Menurut pendapat Aktivis Lingkungan Hidup Sumatera Reynaldi
Hutajulu, “Kalau menurut saya, ini proyek Pariwisata, justru malah merusak alam
dan indikasi legalitasnya pun tidak ada,” katanya saat dikonfirmasi awak media.
Kejanggalan lain menurut warga dan kepala desa Parparean II
adalah lokasi yang sudah ditentukan berdasarkan hasil pertemuan Pemkab Tobasa
dan masyarakat desa Parparean II tidak sesuai dari kesepakatan, hal ini tampak
adanya pembangunan proyek tersebut bertumpu disatu lokasi saja, termasuk
perletakan kios-kios yang sebelumnya disepakati dilokasi yang berbeda.
Dari pengamatan dilapangan, pembangunan objek wisata ini
terlalu dekat kepinggir pantai dan cenderung memanfaatkan lokasi pantai pasir putih
yang muncul akibat surutnya permukaan air Danau Toba beberapa tahun ini. Jika
air danau toba kembali naik 50 cm saja maka pedestrian dan fasilitas yang
dibangun dengan biaya lebih dari 1 milyar ini akan terkikis ombak ujar salah
seorang penduduk yang enggan menyebutkan namanya, apalagi pasangan pondasi batu
padas tersebut dibangun diatas pasir tampa ada cerocok dibawahnya.
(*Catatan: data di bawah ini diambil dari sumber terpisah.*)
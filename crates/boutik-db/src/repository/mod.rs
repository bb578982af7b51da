//! # Repository Module
//!
//! Database repository implementations for Boutik POS.
//!
//! ## Repository Pattern
//! ```text
//! ┌─────────────────────────────────────────────────────────────────────────┐
//! │                    Repositories and Their Tables                        │
//! │                                                                         │
//! │  db.sales(tenant).record_sale(&request)                                │
//! │       │                                                                 │
//! │       ▼                                                                 │
//! │  SaleRepository ── one transaction ──► sales, sale_items,              │
//! │                                        products (stock),               │
//! │                                        stock_movements, customers      │
//! │                                                                         │
//! │  PaymentRepository ─ one transaction ─► sales (CAS), customers,        │
//! │                                         payments                       │
//! │                                                                         │
//! │  StockRepository ── one transaction ──► products, stock_movements      │
//! │                                                                         │
//! │  Product / Customer / Category / Supplier / Expense / Settings         │
//! │  Subscription / Plan ──► single-table CRUD                              │
//! │                                                                         │
//! │  ReportRepository ──► read-only folds over sales, sale_items,          │
//! │                       expenses (computed by boutik_core::report)       │
//! └─────────────────────────────────────────────────────────────────────────┘
//! ```
//!
//! Every repository is bound to one tenant at construction and adds
//! `tenant_id = ?` to each query.

pub mod catalog;
pub mod customer;
pub mod expense;
pub mod payment;
pub mod product;
pub mod report;
pub mod sale;
pub mod settings;
pub mod stock;
pub mod subscription;

use sqlx::{Sqlite, SqlitePool, Transaction};
use tracing::warn;
use uuid::Uuid;

use crate::error::{DbError, DbResult};

/// Generates a new primary key.
pub(crate) fn new_id() -> String {
    Uuid::new_v4().to_string()
}

/// Opens a transaction that takes SQLite's write lock up front.
///
/// Concurrent writers queue on `busy_timeout` at `BEGIN` instead of failing
/// halfway when a read lock cannot be upgraded.
pub(crate) async fn begin_write(pool: &SqlitePool) -> DbResult<Transaction<'static, Sqlite>> {
    Ok(pool.begin_with("BEGIN IMMEDIATE").await?)
}

/// Logs a business-rule rejection; storage failures are left to the caller.
pub(crate) fn log_rejection(operation: &str, err: &DbError) {
    if let Some(core) = err.as_core() {
        warn!(operation = operation, error = %core, "Operation rejected");
    }
}

/// Fixtures shared by the repository tests.
#[cfg(test)]
pub(crate) mod test_support {
    use boutik_core::{Customer, Money, NewCustomer, NewProduct, Product, DEFAULT_TENANT_ID};

    use std::path::PathBuf;

    use crate::pool::{Database, DbConfig};

    pub const TENANT: &str = DEFAULT_TENANT_ID;
    pub const OTHER_TENANT: &str = "00000000-0000-0000-0000-000000000002";

    pub async fn test_db() -> Database {
        Database::new(DbConfig::in_memory())
            .await
            .expect("in-memory database")
    }

    /// A fresh database file in the temp dir, for tests that need more than
    /// one connection. Remove it with [`remove_file_db`].
    pub async fn file_db(config: impl FnOnce(DbConfig) -> DbConfig) -> (Database, PathBuf) {
        let path = std::env::temp_dir().join(format!("boutik-test-{}.db", uuid::Uuid::new_v4()));
        let db = Database::new(config(DbConfig::new(&path)))
            .await
            .expect("file database");
        (db, path)
    }

    pub async fn remove_file_db(db: Database, path: PathBuf) {
        db.close().await;
        for suffix in ["", "-wal", "-shm"] {
            let mut file = path.clone().into_os_string();
            file.push(suffix);
            let _ = std::fs::remove_file(file);
        }
    }

    pub async fn seed_product(db: &Database, name: &str, price: i64, stock: i64) -> Product {
        db.products(TENANT)
            .insert(&NewProduct {
                name: name.to_string(),
                price: Money::from_minor(price),
                stock_quantity: stock,
                ..NewProduct::default()
            })
            .await
            .expect("seed product")
    }

    pub async fn seed_customer(db: &Database, name: &str, credit_limit: i64) -> Customer {
        db.customers(TENANT)
            .insert(&NewCustomer {
                name: name.to_string(),
                credit_limit: Money::from_minor(credit_limit),
                ..NewCustomer::default()
            })
            .await
            .expect("seed customer")
    }
}
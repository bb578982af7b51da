//! # Payment Repository
//!
//! Payments against partial and credit sales.
//!
//! ## Applying a Payment
//! ```text
//! BEGIN IMMEDIATE                      lock held past busy_timeout
//!                                      → ConcurrentModification
//!   load sale                          missing → SaleNotFound
//!   PaymentApplication::apply()        overdraw / settled / credit → rejected
//!   UPDATE sales ... WHERE sync_version = read version
//!                                      0 rows → ConcurrentModification
//!   UPDATE customers SET current_credit -= amount
//!   INSERT payments
//! COMMIT
//! ```
//!
//! Writers take the lock at `BEGIN`, so two payments on the same balance
//! apply one after the other, each against the balance the other left.
//! The sale row is still compared-and-set on `sync_version`.

use chrono::Utc;
use sqlx::SqlitePool;
use tracing::{debug, info};

use crate::error::{DbError, DbResult};
use crate::repository::sale::SALE_COLUMNS;
use crate::repository::{begin_write, log_rejection, new_id};
use boutik_core::settlement::{PaymentApplication, PaymentRequest};
use boutik_core::validation::{validate_optional_text, validate_uuid};
use boutik_core::{CoreError, Payment, Sale};

pub(crate) const PAYMENT_COLUMNS: &str = r#"
    id, sale_id, amount, payment_method, notes, recorded_by, created_at
"#;

#[derive(Debug, Clone)]
pub struct PaymentRepository {
    pool: SqlitePool,
    tenant_id: String,
}

impl PaymentRepository {
    pub fn new(pool: SqlitePool, tenant_id: &str) -> Self {
        PaymentRepository {
            pool,
            tenant_id: tenant_id.to_string(),
        }
    }

    /// Applies a payment and returns the sale as it now stands.
    ///
    /// ## Errors
    /// * `CoreError::SaleNotFound` - No such sale for this tenant
    /// * `CoreError::InvalidPaymentAmount` - Zero, negative or above the balance
    /// * `CoreError::SaleAlreadySettled` - Nothing left to pay
    /// * `CoreError::ConcurrentModification` - Another payment landed first
    pub async fn apply_payment(&self, request: &PaymentRequest) -> DbResult<Sale> {
        let result = self.apply_payment_inner(request).await;
        if let Err(err) = &result {
            log_rejection("apply_payment", err);
        }
        result
    }

    async fn apply_payment_inner(&self, request: &PaymentRequest) -> DbResult<Sale> {
        validate_uuid("sale_id", &request.sale_id)?;
        validate_optional_text("notes", request.notes.as_deref(), 500)?;
        debug!(
            sale_id = %request.sale_id,
            amount = request.amount.minor(),
            method = request.payment_method.as_str(),
            "Applying payment"
        );

        let mut tx = begin_write(&self.pool).await?;

        let sql = format!(
            "SELECT {} FROM sales WHERE id = ? AND tenant_id = ?",
            SALE_COLUMNS
        );
        let sale = sqlx::query_as::<_, Sale>(&sql)
            .bind(&request.sale_id)
            .bind(&self.tenant_id)
            .fetch_optional(&mut *tx)
            .await?
            .ok_or_else(|| CoreError::SaleNotFound(request.sale_id.clone()))?;

        let applied = PaymentApplication::apply(&sale, request.amount, request.payment_method)?;
        let now = Utc::now();

        let result = sqlx::query(
            r#"
            UPDATE sales SET
                amount_paid = ?,
                amount_remaining = ?,
                payment_status = ?,
                updated_at = ?,
                sync_version = sync_version + 1
            WHERE id = ? AND tenant_id = ? AND sync_version = ?
            "#,
        )
        .bind(applied.amount_paid)
        .bind(applied.amount_remaining)
        .bind(applied.payment_status)
        .bind(now)
        .bind(&sale.id)
        .bind(&self.tenant_id)
        .bind(sale.sync_version)
        .execute(&mut *tx)
        .await?;

        if result.rows_affected() == 0 {
            return Err(DbError::concurrent("Sale", &sale.id));
        }

        if let Some(customer_id) = &sale.customer_id {
            sqlx::query(
                r#"
                UPDATE customers SET
                    current_credit = current_credit - ?,
                    updated_at = ?,
                    sync_version = sync_version + 1
                WHERE id = ? AND tenant_id = ?
                "#,
            )
            .bind(applied.amount)
            .bind(now)
            .bind(customer_id)
            .bind(&self.tenant_id)
            .execute(&mut *tx)
            .await?;
        }

        let payment = Payment {
            id: new_id(),
            sale_id: sale.id.clone(),
            amount: applied.amount,
            payment_method: request.payment_method,
            notes: request.notes.clone(),
            recorded_by: request.recorded_by.clone(),
            created_at: now,
        };
        sqlx::query(
            r#"
            INSERT INTO payments (
                id, sale_id, amount, payment_method, notes, recorded_by, created_at
            ) VALUES (?, ?, ?, ?, ?, ?, ?)
            "#,
        )
        .bind(&payment.id)
        .bind(&payment.sale_id)
        .bind(payment.amount)
        .bind(payment.payment_method)
        .bind(&payment.notes)
        .bind(&payment.recorded_by)
        .bind(payment.created_at)
        .execute(&mut *tx)
        .await?;

        tx.commit().await?;

        info!(
            sale_id = %sale.id,
            amount = applied.amount.minor(),
            remaining = applied.amount_remaining.minor(),
            status = applied.payment_status.as_str(),
            "Payment applied"
        );

        Ok(Sale {
            amount_paid: applied.amount_paid,
            amount_remaining: applied.amount_remaining,
            payment_status: applied.payment_status,
            updated_at: now,
            sync_version: sale.sync_version + 1,
            ..sale
        })
    }

    /// Payments of one sale, oldest first.
    pub async fn list_for_sale(&self, sale_id: &str) -> DbResult<Vec<Payment>> {
        let payments = sqlx::query_as::<_, Payment>(
            r#"
            SELECT p.id, p.sale_id, p.amount, p.payment_method, p.notes, p.recorded_by,
                   p.created_at
            FROM payments p
            JOIN sales s ON s.id = p.sale_id
            WHERE p.sale_id = ? AND s.tenant_id = ?
            ORDER BY p.created_at, p.rowid
            "#,
        )
        .bind(sale_id)
        .bind(&self.tenant_id)
        .fetch_all(&self.pool)
        .await?;

        Ok(payments)
    }
}

#[cfg(test)]
mod tests {
    use super::*;
    use crate::repository::test_support::*;
    use boutik_core::settlement::{outstanding_credit, CheckoutLine, CheckoutRequest};
    use boutik_core::{Money, PaymentMethod, PaymentStatus};

    /// A 5000 credit sale to a fresh customer; returns (sale id, customer id).
    async fn credit_sale(db: &crate::Database) -> (String, String) {
        let product = seed_product(db, "Pagne wax", 5000, 10).await;
        let customer = seed_customer(db, "Fatou Diallo", 0).await;
        let request = CheckoutRequest::new(
            vec![CheckoutLine {
                product_id: product.id,
                unit_price: Money::from_minor(5000),
                quantity: 1,
            }],
            PaymentMethod::Credit,
        )
        .with_customer(customer.id.clone());

        let receipt = db.sales(TENANT).record_sale(&request).await.unwrap();
        (receipt.sale_id, customer.id)
    }

    async fn credit_of(db: &crate::Database, customer_id: &str) -> Money {
        db.customers(TENANT)
            .get_by_id(customer_id)
            .await
            .unwrap()
            .unwrap()
            .current_credit
    }

    #[tokio::test]
    async fn test_partial_then_full_payment() {
        let db = test_db().await;
        let (sale_id, customer_id) = credit_sale(&db).await;
        let repo = db.payments(TENANT);

        let sale = repo
            .apply_payment(&PaymentRequest::new(
                &sale_id,
                Money::from_minor(2000),
                PaymentMethod::OrangeMoney,
            ))
            .await
            .unwrap();
        assert_eq!(sale.payment_status, PaymentStatus::Partial);
        assert_eq!(sale.amount_remaining, Money::from_minor(3000));
        assert_eq!(credit_of(&db, &customer_id).await, Money::from_minor(3000));

        let sale = repo
            .apply_payment(&PaymentRequest::new(
                &sale_id,
                Money::from_minor(3000),
                PaymentMethod::Cash,
            ))
            .await
            .unwrap();
        assert_eq!(sale.payment_status, PaymentStatus::Completed);
        assert_eq!(sale.amount_paid, Money::from_minor(5000));
        assert_eq!(credit_of(&db, &customer_id).await, Money::zero());

        let payments = repo.list_for_sale(&sale_id).await.unwrap();
        assert_eq!(payments.len(), 2);
        assert_eq!(payments[0].amount, Money::from_minor(2000));
    }

    #[tokio::test]
    async fn test_overdraw_rejected_without_mutation() {
        let db = test_db().await;
        let (sale_id, customer_id) = credit_sale(&db).await;

        let result = db
            .payments(TENANT)
            .apply_payment(&PaymentRequest::new(
                &sale_id,
                Money::from_minor(6000),
                PaymentMethod::Cash,
            ))
            .await;
        assert!(matches!(
            result,
            Err(DbError::Core(CoreError::InvalidPaymentAmount { .. }))
        ));

        let sale = db.sales(TENANT).get_by_id(&sale_id).await.unwrap().unwrap();
        assert_eq!(sale.amount_remaining, Money::from_minor(5000));
        assert_eq!(credit_of(&db, &customer_id).await, Money::from_minor(5000));
        assert!(db.payments(TENANT).list_for_sale(&sale_id).await.unwrap().is_empty());
    }

    #[tokio::test]
    async fn test_settled_sale_refuses_payment() {
        let db = test_db().await;
        let (sale_id, _) = credit_sale(&db).await;
        let repo = db.payments(TENANT);

        repo.apply_payment(&PaymentRequest::new(
            &sale_id,
            Money::from_minor(5000),
            PaymentMethod::Cash,
        ))
        .await
        .unwrap();

        let again = repo
            .apply_payment(&PaymentRequest::new(
                &sale_id,
                Money::from_minor(1),
                PaymentMethod::Cash,
            ))
            .await;
        assert!(matches!(
            again,
            Err(DbError::Core(CoreError::SaleAlreadySettled(_)))
        ));
    }

    #[tokio::test]
    async fn test_credit_ledger_matches_outstanding_sales() {
        let db = test_db().await;
        let (first, customer_id) = credit_sale(&db).await;

        // Second sale for the same customer
        let product = seed_product(&db, "Savon", 1200, 10).await;
        let request = CheckoutRequest::new(
            vec![CheckoutLine {
                product_id: product.id,
                unit_price: Money::from_minor(1200),
                quantity: 1,
            }],
            PaymentMethod::Credit,
        )
        .with_customer(customer_id.clone());
        db.sales(TENANT).record_sale(&request).await.unwrap();

        db.payments(TENANT)
            .apply_payment(&PaymentRequest::new(
                &first,
                Money::from_minor(1500),
                PaymentMethod::MoovMoney,
            ))
            .await
            .unwrap();

        let outstanding = db.customers(TENANT).outstanding_sales(&customer_id).await.unwrap();
        assert_eq!(outstanding_credit(&outstanding), Money::from_minor(4700));
        assert_eq!(credit_of(&db, &customer_id).await, Money::from_minor(4700));
    }

    #[tokio::test]
    async fn test_other_tenant_cannot_pay() {
        let db = test_db().await;
        let (sale_id, _) = credit_sale(&db).await;

        let result = db
            .payments(OTHER_TENANT)
            .apply_payment(&PaymentRequest::new(
                &sale_id,
                Money::from_minor(1000),
                PaymentMethod::Cash,
            ))
            .await;
        assert!(matches!(result, Err(DbError::Core(CoreError::SaleNotFound(_)))));
    }

    #[tokio::test]
    async fn test_credit_method_not_accepted_for_payment() {
        let db = test_db().await;
        let (sale_id, _) = credit_sale(&db).await;

        let result = db
            .payments(TENANT)
            .apply_payment(&PaymentRequest::new(
                &sale_id,
                Money::from_minor(1000),
                PaymentMethod::Credit,
            ))
            .await;
        assert!(matches!(result, Err(DbError::Core(CoreError::Validation(_)))));
    }

    #[tokio::test]
    async fn test_concurrent_payments_on_one_sale_all_land() {
        let (db, path) = file_db(|config| config.max_connections(4)).await;
        let (sale_id, customer_id) = credit_sale(&db).await;
        let first = db.payments(TENANT);
        let second = db.payments(TENANT);
        let payment = PaymentRequest::new(&sale_id, Money::from_minor(100), PaymentMethod::Cash);

        for _ in 0..10 {
            let (a, b) = tokio::join!(first.apply_payment(&payment), second.apply_payment(&payment));
            a.unwrap();
            b.unwrap();
        }

        let sale = db.sales(TENANT).get_by_id(&sale_id).await.unwrap().unwrap();
        assert_eq!(sale.amount_paid, Money::from_minor(2000));
        assert_eq!(sale.amount_remaining, Money::from_minor(3000));
        assert_eq!(credit_of(&db, &customer_id).await, Money::from_minor(3000));
        assert_eq!(first.list_for_sale(&sale_id).await.unwrap().len(), 20);

        remove_file_db(db, path).await;
    }

    #[tokio::test]
    async fn test_write_lock_timeout_is_concurrent_modification() {
        let (db, path) = file_db(|config| {
            config
                .max_connections(2)
                .connect_timeout(std::time::Duration::from_millis(200))
        })
        .await;
        let (sale_id, customer_id) = credit_sale(&db).await;
        let payment = PaymentRequest::new(&sale_id, Money::from_minor(1000), PaymentMethod::Cash);

        let holder = begin_write(db.pool()).await.unwrap();
        let result = db.payments(TENANT).apply_payment(&payment).await;
        assert!(matches!(
            result,
            Err(DbError::Core(CoreError::ConcurrentModification { .. }))
        ));
        holder.rollback().await.unwrap();

        let sale = db.payments(TENANT).apply_payment(&payment).await.unwrap();
        assert_eq!(sale.amount_remaining, Money::from_minor(4000));
        assert_eq!(credit_of(&db, &customer_id).await, Money::from_minor(4000));

        remove_file_db(db, path).await;
    }
}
Peraturan Pemerintah Provinsi Sumatera Utara No. 1 Tahun 1990
tentang Penataan Kawasan Danau Toba, yang antara lain mengatur 50 meter dari
garis pantai Danau Toba harus bebas dari bangunan, ternyata hanya bualan saja
dan malah dilanggar oleh pihak pemerintah daerah yang sekaligus memberikan
contoh yang tidak baik bagi penduduknya. (tim/red)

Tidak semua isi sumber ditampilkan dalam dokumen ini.